The problem with this is, of course, that it would (again) create a fouling situation on the NEC, on top of being (again) an extremely circuitous entré into Center City from the north. On top of this, restarting commuter rail along the Reading main is an excellent skeletal framework for reconsidering the (underutilized) Stoney Creek Branch as a route into the city from the North Penn area, as well as the (currently a trail) former Perkiomen Branch, which would offer improved access to towns up the Perkiomen Creek Valley, most notably Collegeville-Trappe, Graterford, Schwenksville, and the Pennsburg-Green Lane-Red Hill area. Passenger service along the Reading main also offers the promise of electrification--to Phoenixville, in particular, shows promise--and possibly eventually Pottstown.

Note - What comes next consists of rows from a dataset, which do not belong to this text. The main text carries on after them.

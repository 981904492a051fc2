use predictive_schemas::{BandedSuggestion, LearnEntry, PriorityBand};

/// Priority of the lowest score tier
pub const PRIORITY_LOW: u8 = 20;
/// Upper bound the tiers are spread towards
pub const PRIORITY_HIGH: u8 = 150;

/// Order one tag's learned entries and attach priority bands.
///
/// Output is descending by score, ties ascending by suggestion text. Each
/// distinct score is a tier; tier `i` (0 = lowest score) gets
/// `PRIORITY_LOW + i * ((PRIORITY_HIGH - PRIORITY_LOW) / tiers)`.
pub fn band_entries<'a, I>(entries: I) -> Vec<BandedSuggestion>
where
    I: IntoIterator<Item = &'a LearnEntry>,
{
    let mut entries: Vec<&LearnEntry> = entries.into_iter().collect();
    let scores = distinct_scores(entries.iter().map(|e| e.score));
    if scores.is_empty() {
        return Vec::new();
    }

    let tiers = scores.len();
    let step = usize::from(PRIORITY_HIGH - PRIORITY_LOW) / tiers;

    entries.sort_by(|a, b| {
        b.score
            .cmp(&a.score)
            .then_with(|| a.suggest.cmp(&b.suggest))
    });

    entries
        .into_iter()
        .map(|entry| {
            let tier = scores.partition_point(|&s| s < entry.score);
            let priority = usize::from(PRIORITY_LOW) + tier * step;
            BandedSuggestion {
                suggest: entry.suggest.clone(),
                score: entry.score,
                band: PriorityBand {
                    tier,
                    tiers,
                    priority: u8::try_from(priority).unwrap_or(PRIORITY_HIGH),
                },
            }
        })
        .collect()
}

/// Dense 1-based rank of each score among the distinct scores, in input order.
///
/// Equal scores share a rank and relative order is preserved.
pub fn dense_ranks(scores: &[u32]) -> Vec<u32> {
    let distinct = distinct_scores(scores.iter().copied());
    scores
        .iter()
        .map(|score| distinct.partition_point(|s| s < score) as u32 + 1)
        .collect()
}

fn distinct_scores(scores: impl Iterator<Item = u32>) -> Vec<u32> {
    let mut distinct: Vec<u32> = scores.collect();
    distinct.sort_unstable();
    distinct.dedup();
    distinct
}
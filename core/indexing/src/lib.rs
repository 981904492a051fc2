pub mod banding;
pub mod ranker;

pub use banding::{band_entries, dense_ranks, PRIORITY_HIGH, PRIORITY_LOW};
pub use ranker::AssociationRanker;
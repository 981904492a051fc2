use std::path::Path;

/// Errors raised by the file-backed stores
#[derive(Debug, thiserror::Error)]
pub enum StoreError {
    #[error("parse error in {context}: {reason}")]
    Parse { context: String, reason: String },

    #[error("invalid {setting}: {reason}")]
    Validation { setting: String, reason: String },

    #[error("unrecognized data file: {path}")]
    Unrecognized { path: String },

    #[error("I/O error on {path}: {source}")]
    Io {
        path: String,
        #[source]
        source: std::io::Error,
    },
}

impl StoreError {
    pub fn parse(context: impl Into<String>, reason: impl ToString) -> Self {
        StoreError::Parse {
            context: context.into(),
            reason: reason.to_string(),
        }
    }

    pub fn validation(setting: impl Into<String>, reason: impl Into<String>) -> Self {
        StoreError::Validation {
            setting: setting.into(),
            reason: reason.into(),
        }
    }

    pub fn io(path: &Path, source: std::io::Error) -> Self {
        StoreError::Io {
            path: path.display().to_string(),
            source,
        }
    }
}

pub type StoreResult<T> = Result<T, StoreError>;
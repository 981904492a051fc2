use anyhow::{Context, Result};
use predictive_ingestion::{
    AppConfig, ExportPreview, ExportReport, MergeReport, StoreHandle, Stores,
};
use predictive_schemas::{MergeMode, Suggestion};
use std::path::{Path, PathBuf};
use tokio::sync::Mutex;
use tokio::task::JoinHandle;
use tracing::{info, instrument};

use crate::composer::{filter_by_prefix, without_notify_tags, SuggestionCache, SuggestionComposer};

/// One open data directory: stores, their writer and the suggestion cache
pub struct Engine {
    handle: StoreHandle,
    worker: JoinHandle<()>,
    composer: SuggestionComposer,
    cache: Mutex<SuggestionCache>,
    data_dir: PathBuf,
}

impl Engine {
    /// Open (and seed if needed) the data directory and start the store worker
    pub async fn open(data_dir: impl Into<PathBuf>) -> Result<Self> {
        let data_dir = data_dir.into();
        let dir = data_dir.clone();
        let stores = tokio::task::spawn_blocking(move || Stores::open(dir))
            .await
            .context("store loader panicked")?
            .with_context(|| format!("failed to open data directory {}", data_dir.display()))?;

        let (handle, worker) = StoreHandle::spawn(stores)?;
        info!("Engine ready on {}", data_dir.display());

        Ok(Self {
            handle,
            worker,
            composer: SuggestionComposer::new(),
            cache: Mutex::new(SuggestionCache::new()),
            data_dir,
        })
    }

    pub fn data_dir(&self) -> &Path {
        &self.data_dir
    }

    /// Suggestions for the tag in `slot`, optionally narrowed to a prefix
    #[instrument(skip(self))]
    pub async fn suggest(&self, slot: usize, tag: &str, prefix: Option<&str>) -> Vec<Suggestion> {
        let ranked = {
            let mut cache = self.cache.lock().await;
            match cache.get(slot, tag).map(|cached| cached.to_vec()) {
                Some(cached) => cached,
                None => {
                    let ranked = self
                        .handle
                        .read(|stores| self.composer.rank(tag, stores.ledger(), stores.tagsets()))
                        .await;
                    cache.insert(slot, tag, ranked.clone());
                    ranked
                }
            }
        };

        let suggestions = self
            .handle
            .read(|stores| without_notify_tags(ranked, stores.notify()))
            .await;

        match prefix {
            Some(prefix) => filter_by_prefix(&suggestions, prefix),
            None => suggestions,
        }
    }

    pub async fn has_suggestions(&self, tag: &str) -> bool {
        self.handle.read(|stores| stores.has_suggestions(tag)).await
    }

    /// The user picked `suggestion` for `tag`
    pub async fn accept(&self, tag: &str, suggestion: &str) -> Result<u32> {
        let score = self.handle.accept(tag, suggestion).await?;
        self.cache.lock().await.clear();
        Ok(score)
    }

    pub async fn unrelate(&self, tag: &str, suggestion: &str) -> Result<bool> {
        let removed = self.handle.unrelate(tag, suggestion).await?;
        self.cache.lock().await.clear();
        Ok(removed)
    }

    /// Export text and notify-listed tags, without persisting anything
    pub async fn preview_export(&self, tags: &[String]) -> Result<ExportPreview> {
        Ok(self.handle.read(|stores| stores.preview_export(tags)).await?)
    }

    pub async fn export(&self, tags: Vec<String>) -> Result<ExportReport> {
        let report = self.handle.export(tags).await?;
        self.cache.lock().await.clear();
        Ok(report)
    }

    pub async fn import(&self, source: PathBuf, mode: MergeMode) -> Result<MergeReport> {
        let report = self.handle.import(source, mode).await?;
        self.cache.lock().await.clear();
        Ok(report)
    }

    pub async fn config(&self) -> AppConfig {
        self.handle.read(|stores| stores.config().clone()).await
    }

    /// Stop the worker once every queued command has been applied
    pub async fn shutdown(self) -> Result<()> {
        drop(self.handle);
        self.worker.await.context("store worker panicked")?;
        Ok(())
    }
}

Phase 3: the red line superimposed on the previous works.
While the majority of the issues, longer-term, would be solved by reactivating the Pencoyd Viaduct (more on that later) and converting the former PRR Schuylkill Branch, the remnant of which is the Cynwyd Line (R6), into a cutoff linking the Reading and PRR main lines and offering a much more direct entry into Center City from the northwest, locals to Norristown (Phoenixville?) and CHW will still be wanting to use Swampoodle. Phase 3 thus seeks to eliminate the flat junction between the SEPTA main and the Norristown Line, utilizing the former CHW alignment and the infrastructure of the previous two phases' interlocking. Phase 3, the most expensive addition to the Swampoodle complex, would involve cutting a shallow trench tunnel from the CHW's North Philadelphia station under the Trenton Line's and through a Pathmark parking lot into the SEPTA main line. This would convert the basic interlocking achieved in Phase 1 into a fully high-speed junction.

If management wishes, a shallow tunnel can also be cut under the NEC in order to grade-separate the northbound junction at this phase (especially if Swampoodle can be achieved before Pencoyd), in order to offer full operational flexibility--even though the Norristown Line-to-NEC side of Swampoodle would have significantly less usage than the SEPTA-Main-to-Norristown-and-CHW-Lines side. Once Pencoyd is up and running, the Norristown-to-NEC side will be more a secondary path to be used mainly if the primary Pencoyd path has to be closed for any reason.

Swampoodle, like Pencoyd, is a potential interlocking with regionally-important implications. This post is intended to be a laying-out of a program to develop it to its full potential.